Task description:
Which lines of the entries below hold the word "crate"? Report each of them.

Input records:
++++++++++++++++++++

//! Poll-until-predicate over a list of endpoints.
//!
//! Every wait in the harness goes through here. A round queries each
//! endpoint in order; a fetch error is logged and the next endpoint is tried.
//! The first result satisfying the predicate wins. Between rounds the poller
//! sleeps for the configured interval, and once the deadline has passed it
//! returns `HarnessError::Timeout` after the round in progress.

use std::fmt::Display;
use std::future::Future;
use std::time::Duration;

use tokio::time::Instant;
use vigil_config::Settings;

use crate::error::{HarnessError, Result};

/// Overall deadline and sleep between rounds.
#[derive(Debug, Clone, Copy, PartialEq, Eq)]
pub struct PollOptions {
    pub timeout: Duration,
    pub interval: Duration,
}

impl PollOptions {
    pub fn new(timeout: Duration, interval: Duration) -> Self {
        Self { timeout, interval }
    }

    /// Long budget for a new leader to be elected after a failure.
    pub fn leader_election(settings: &Settings) -> Self {
        Self::new(settings.timeouts.leader_election, settings.timeouts.poll_interval)
    }

    /// Short budget for status checks on a healthy cluster.
    pub fn health(settings: &Settings) -> Self {
        Self::new(settings.timeouts.health, settings.timeouts.poll_interval)
    }

    pub fn execution(settings: &Settings) -> Self {
        Self::new(settings.timeouts.execution, settings.timeouts.poll_interval)
    }

    pub fn snapshot(settings: &Settings) -> Self {
        Self::new(settings.timeouts.snapshot, settings.timeouts.poll_interval)
    }
}

/// A result that satisfied the predicate.
#[derive(Debug, Clone, PartialEq)]
pub struct Hit<T> {
    /// Position of the endpoint that produced `value`.
    pub index: usize,
    pub value: T,
    /// 1-based round in which the predicate held.
    pub rounds: usize,
}

/// Query `endpoints` round-robin until `predicate` accepts a result.
///
/// Fetch errors never abort the wait: they are logged and the next endpoint
/// is tried. If no endpoint satisfies the predicate before `opts.timeout`
/// elapses, returns `HarnessError::Timeout` naming `what`. With fetches that
/// return promptly, that happens no later than `timeout + interval` after
/// the call.
pub async fn poll_endpoints<'a, E, T, Err, F, Fut, P>(
    what: &str,
    endpoints: &'a [E],
    mut fetch: F,
    mut predicate: P,
    opts: PollOptions,
) -> Result<Hit<T>>
where
    F: FnMut(&'a E) -> Fut,
    Fut: Future<Output = std::result::Result<T, Err>>,
    Err: Display,
    P: FnMut(&T) -> bool,
{
    let start = Instant::now();
    let deadline = start + opts.timeout;
    let mut rounds = 0;
    loop {
        rounds += 1;
        for (index, endpoint) in endpoints.iter().enumerate() {
            match fetch(endpoint).await {
                Ok(value) if predicate(&value) => {
                    tracing::debug!(what, index, rounds, "condition met");
                    return Ok(Hit { index, value, rounds });
                }
                Ok(_) => tracing::debug!(what, index, rounds, "condition not met"),
                Err(e) => tracing::warn!(what, index, "endpoint query failed: {e}"),
            }
        }
        if Instant::now() >= deadline {
            return Err(HarnessError::Timeout { what: what.to_owned(), elapsed: start.elapsed() });
        }
        tokio::time::sleep(opts.interval).await;
    }
}

/// Single-endpoint form of `poll_endpoints`.
pub async fn poll_until<T, Err, F, Fut, P>(
    what: &str,
    mut fetch: F,
    predicate: P,
    opts: PollOptions,
) -> Result<Hit<T>>
where
    F: FnMut() -> Fut,
    Fut: Future<Output = std::result::Result<T, Err>>,
    Err: Display,
    P: FnMut(&T) -> bool,
{
    poll_endpoints(what, &[()], |_| fetch(), predicate, opts).await
}
//! Fault injection against a single node: network partitions, service stops
//! and hard kills.
//!
//! All operations are best-effort remote commands with no retry. Whatever the
//! outcome, the remote's cached connection is reset afterwards: blocking or
//! unblocking traffic can leave a multiplexed session half-dead.

use crate::error::NetError;
use crate::firewall::Partition;
use crate::remote::Remote;

pub struct FaultInjector<'a> {
    remote: &'a dyn Remote,
}

impl<'a> FaultInjector<'a> {
    pub fn new(remote: &'a dyn Remote) -> Self {
        Self { remote }
    }

    /// Install DROP rules for every peer in `partition`, both directions.
    pub async fn partition(&self, partition: &Partition) -> Result<(), NetError> {
        let peers = partition.peers().count();
        tracing::info!(target_host = %partition.target, peers, "partitioning");
        let commands = partition.rules.iter().map(|r| r.add_command()).collect();
        self.apply(commands).await
    }

    /// Remove exactly the rules `partition` installed, in reverse order.
    pub async fn heal(&self, partition: &Partition) -> Result<(), NetError> {
        tracing::info!(target_host = %partition.target, "healing partition");
        let commands = partition.rules.iter().rev().map(|r| r.delete_command()).collect();
        self.apply(commands).await
    }

    /// Stop `unit`, then power the node off immediately.
    ///
    /// The session usually drops while `shutdown` runs; that disconnect is
    /// the expected outcome and is not reported as an error.
    pub async fn kill(&self, unit: &str) -> Result<(), NetError> {
        tracing::info!(host = %self.remote.host(), unit, "killing node");
        let result = self.kill_inner(unit).await;
        self.remote.reset().await;
        result
    }

    /// Shutdown is attempted even when stopping the unit failed; the first
    /// error is reported.
    async fn kill_inner(&self, unit: &str) -> Result<(), NetError> {
        let stopped = self.remote.run(&format!("sudo systemctl stop {unit}")).await;
        if let Err(e) = &stopped {
            tracing::warn!(host = %self.remote.host(), unit, "stop before kill failed: {e}");
        }
        let shutdown = match self.remote.run("sudo shutdown -h now").await {
            Err(e) if e.is_disconnect() => Ok(()),
            other => other.map(drop),
        };
        stopped.map(drop).and(shutdown)
    }

    pub async fn stop_service(&self, unit: &str) -> Result<(), NetError> {
        self.apply(vec![format!("sudo systemctl stop {unit}")]).await
    }

    pub async fn start_service(&self, unit: &str) -> Result<(), NetError> {
        self.apply(vec![format!("sudo systemctl start {unit}")]).await
    }

    /// Run every command, remembering the first failure, then reset the
    /// connection.
    async fn apply(&self, commands: Vec<String>) -> Result<(), NetError> {
        let mut first_err = None;
        for cmd in &commands {
            match self.remote.run(cmd).await {
                Ok(_) => tracing::info!(host = %self.remote.host(), "applied: {cmd}"),
                Err(e) => {
                    tracing::warn!(host = %self.remote.host(), "fault command failed: {cmd}: {e}");
                    if first_err.is_none() {
                        first_err = Some(e);
                    }
                }
            }
        }
        self.remote.reset().await;
        match first_err {
            Some(e) => Err(e),
            None => Ok(()),
        }
    }
}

++++++++++++++++++++

Result of this exercise:
use crate::error::{HarnessError, Result};
use crate::error::NetError;
use crate::firewall::Partition;
use crate::remote::Remote;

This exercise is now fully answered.